Options Before the Court Where No QLR is Available

Practitioners may recall that in a “View from the President’s Chambers” in June 2023, the President suggested that ‘if no QLR is found within 28 days, the court should list the case for directions and direct that some summary information is provided by HMCTS about the difficulties that have been encountered.’ The President mentions this guidance in his judgment at paragraph 22, and also notes that ‘Cases should not be permitted to drift whilst an open-ended search for a QLR is undertaken” [22].

The President notes that the principal options facing a court at the directions stage, following that 28 days period are likely to be (but not exhaustively):

a) A further adjournment in the hope that a QLR may be found;

b) An adjournment to allow one or both parties to engage their own advocate;

c) Reviewing the need for the vulnerable party to give oral evidence and be cross-examined. This will include reviewing the need for there to be a fact-finding hearing in the proceedings;

d) Considering any other alternative means of avoiding in person cross-examination between the relevant parties;

e) The court itself taking on the task of asking questions in place of the in person party [23].

Importantly, he notes that ‘It does not follow that, if no QLR is available, the court is automatically required to conduct the questioning itself. It is important that all possible alternative options are reviewed at that point in the proceedings’ [23].

The President continues by stating: “When considering the options, and whether the court should take on the questioning, the court will take account of PD3AB paragraph 5.3 which states that: 'a satisfactory alternative to cross-examination in person does not include the court itself conducting the cross-examination on behalf of a party'. The validity of that statement is unlikely to be controversial in the eyes of judges and magistrates. Indeed, the negative aspects of questioning by the court must have been prominent in the thinking in Parliament when the QLR process was brought into law by the 2021 Act” [24].

Interestingly, whilst Practice Direction 3AB paragraph 3.5 states that ‘a satisfactory alternative to cross-examination in person does not include the court itself conducting the cross-examination on behalf of a party’, this provision is not black-letter law. Therefore, the Practice Direction does not prevent the court undertaking the task of cross-examination if the court considers that, in the interests of justice, it must nevertheless do so.

As practitioners well know, the need for the court to deal 'justly' with cases is not confined simply to the need to act in the interests of justice when appointing a QLR; it is a requirement that pervades every step that the court may take throughout any proceedings in order to meet the 'overriding objective' of the FPR 2010.

Ultimately, if the court decides to abandon further attempts to appoint a QLR, the previous direction appointing one must be discharged. The President also notes that, as a matter of good practice, the reasons for the discharge should be very shortly recorded on the face of the order and/or in a short judgment.

Questioning by the Court

The President at paragraphs 28 to 40 goes on to outline the approach regarding questioning by the court, noting in particular his own experience with doing so in the case before him.

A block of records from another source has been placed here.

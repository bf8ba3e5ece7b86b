use chrono::{DateTime, Utc};
use serde::{Deserialize, Serialize};

pub type EntityId = u32;
pub type BookId = EntityId;
pub type UserId = EntityId;
pub type MatchId = EntityId;

#[derive(Debug, Clone, PartialEq, Serialize, Deserialize)]
#[serde(rename_all = "camelCase")]
pub struct Book {
    #[serde(rename = "Id", default)]
    pub id: BookId,
    pub title: String,
    pub author: String,
    #[serde(default)]
    pub synopsis: String,
    #[serde(default)]
    pub cover_url: String,
    #[serde(default)]
    pub rating: f32,
    #[serde(default)]
    pub genres: Vec<String>,
    #[serde(default)]
    pub page_count: u32,
    #[serde(default)]
    pub publish_year: i32,
}

impl Book {
    pub fn has_genre(&self, genre: &str) -> bool {
        self.genres.iter().any(|g| g == genre)
    }
}

/// Partial update for a [`Book`]; absent fields are left untouched.
#[derive(Debug, Clone, Default, PartialEq, Serialize, Deserialize)]
#[serde(rename_all = "camelCase", default)]
pub struct BookPatch {
    pub title: Option<String>,
    pub author: Option<String>,
    pub synopsis: Option<String>,
    pub cover_url: Option<String>,
    pub rating: Option<f32>,
    pub genres: Option<Vec<String>>,
    pub page_count: Option<u32>,
    pub publish_year: Option<i32>,
}

impl BookPatch {
    pub fn apply(self, book: &mut Book) {
        if let Some(title) = self.title {
            book.title = title;
        }
        if let Some(author) = self.author {
            book.author = author;
        }
        if let Some(synopsis) = self.synopsis {
            book.synopsis = synopsis;
        }
        if let Some(cover_url) = self.cover_url {
            book.cover_url = cover_url;
        }
        if let Some(rating) = self.rating {
            book.rating = rating;
        }
        if let Some(genres) = self.genres {
            book.genres = genres;
        }
        if let Some(page_count) = self.page_count {
            book.page_count = page_count;
        }
        if let Some(publish_year) = self.publish_year {
            book.publish_year = publish_year;
        }
    }
}

#[derive(Debug, Clone, PartialEq, Eq, Serialize, Deserialize)]
#[serde(rename_all = "camelCase")]
pub struct User {
    #[serde(rename = "Id", default)]
    pub id: UserId,
    pub name: String,
    #[serde(default)]
    pub avatar: String,
    #[serde(default)]
    pub reading_goal: u32,
    #[serde(default)]
    pub favorite_genres: Vec<String>,
    #[serde(default)]
    pub books_read: Vec<BookId>,
    #[serde(default)]
    pub currently_reading: Vec<BookId>,
}

#[derive(Debug, Clone, Default, PartialEq, Eq, Serialize, Deserialize)]
#[serde(rename_all = "camelCase", default)]
pub struct UserPatch {
    pub name: Option<String>,
    pub avatar: Option<String>,
    pub reading_goal: Option<u32>,
    pub favorite_genres: Option<Vec<String>>,
    pub books_read: Option<Vec<BookId>>,
    pub currently_reading: Option<Vec<BookId>>,
}

impl UserPatch {
    pub fn apply(self, user: &mut User) {
        if let Some(name) = self.name {
            user.name = name;
        }
        if let Some(avatar) = self.avatar {
            user.avatar = avatar;
        }
        if let Some(reading_goal) = self.reading_goal {
            user.reading_goal = reading_goal;
        }
        if let Some(favorite_genres) = self.favorite_genres {
            user.favorite_genres = favorite_genres;
        }
        if let Some(books_read) = self.books_read {
            user.books_read = books_read;
        }
        if let Some(currently_reading) = self.currently_reading {
            user.currently_reading = currently_reading;
        }
    }
}

#[derive(Debug, Clone, PartialEq, Eq, Serialize, Deserialize)]
#[serde(rename_all = "camelCase")]
pub struct Match {
    #[serde(rename = "Id", default)]
    pub id: MatchId,
    pub user_id1: UserId,
    pub user_id2: UserId,
    #[serde(default)]
    pub shared_books: Vec<BookId>,
    #[serde(default)]
    pub last_message: String,
    pub timestamp: DateTime<Utc>,
}

impl Match {
    pub fn involves(&self, user_id: UserId) -> bool {
        self.user_id1 == user_id || self.user_id2 == user_id
    }

    /// The participant that is not `user_id`.
    pub fn other_user(&self, user_id: UserId) -> UserId {
        if self.user_id1 == user_id {
            self.user_id2
        } else {
            self.user_id1
        }
    }
}

#[derive(Debug, Clone, Default, PartialEq, Eq, Serialize, Deserialize)]
#[serde(rename_all = "camelCase", default)]
pub struct MatchPatch {
    pub user_id1: Option<UserId>,
    pub user_id2: Option<UserId>,
    pub shared_books: Option<Vec<BookId>>,
    pub last_message: Option<String>,
    pub timestamp: Option<DateTime<Utc>>,
}

impl MatchPatch {
    pub fn apply(self, entry: &mut Match) {
        if let Some(user_id1) = self.user_id1 {
            entry.user_id1 = user_id1;
        }
        if let Some(user_id2) = self.user_id2 {
            entry.user_id2 = user_id2;
        }
        if let Some(shared_books) = self.shared_books {
            entry.shared_books = shared_books;
        }
        if let Some(last_message) = self.last_message {
            entry.last_message = last_message;
        }
        if let Some(timestamp) = self.timestamp {
            entry.timestamp = timestamp;
        }
    }
}

/// Keeps `books` whose id is in `ids`, in catalogue order.
pub fn books_by_id<'a>(books: &'a [Book], ids: &[BookId]) -> Vec<&'a Book> {
    books.iter().filter(|book| ids.contains(&book.id)).collect()
}
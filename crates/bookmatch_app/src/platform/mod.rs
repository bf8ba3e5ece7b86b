//! Terminal front end: wires stdin commands to the core state machine and the
//! store worker.
mod app;
mod commands;
mod config;
mod effects;
mod logging;
mod persistence;
mod render;

pub use app::run_app;
use crate::{Book, LoadPhase};

#[derive(Debug, Clone, PartialEq, Default)]
pub struct DiscoverView {
    pub phase: LoadPhase,
    /// Top of the stack first.
    pub window: Vec<Book>,
    pub selected_genres: Vec<String>,
    /// Whether the filter bar offers "Clear all".
    pub show_clear: bool,
    pub liked_count: usize,
    pub subtitle: String,
    /// Loaded, but nothing left to swipe under the current filter.
    pub exhausted: bool,
    pub dirty: bool,
}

“It may, at least in one sense, be reassuring to those judges, magistrates and legal advisers who regularly have to do so, to record that, in the case before me, I found the task of asking the questions to be a particularly burdensome, unnatural and tricky one. As neither party was represented, as the judge I found myself first of all asking questions to tease out further details 'in chief', as it were, from the first of the parties to give evidence before then putting to them most of the questions that the other party wished to have put. The process was then reversed when the other party entered the witness box. Over the course of a full court day, I therefore ended up asking all of the questions.

I have used the word 'tricky' to describe the process as, when undertaking questioning, the court has to tread a narrow path between, on the one side, ensuring the witness' evidence is adequately tested by the points that the other party wishes to raise, but, on the other, ensuring that the judge does not enter the arena or be seen in any way to be promoting the case of one side or the other.” [28-29].

Helpfully, the President sets out in some detail the leading authorities on the questioning of witnesses by judges, including Serafin v Malkiewicz [2020] UKSC 23 and the decision of Hayden J in PS v BP [2018] EWHC 1987 (Fam).  Practitioners and judges alike may find that particular section of the President’s judgment useful when preparing written and oral arguments or judgments on this issue.

The President’s Practical Points

The President concludes at paragraphs 41 to 42 by providing his own practical factors that he would encourage judges to consider.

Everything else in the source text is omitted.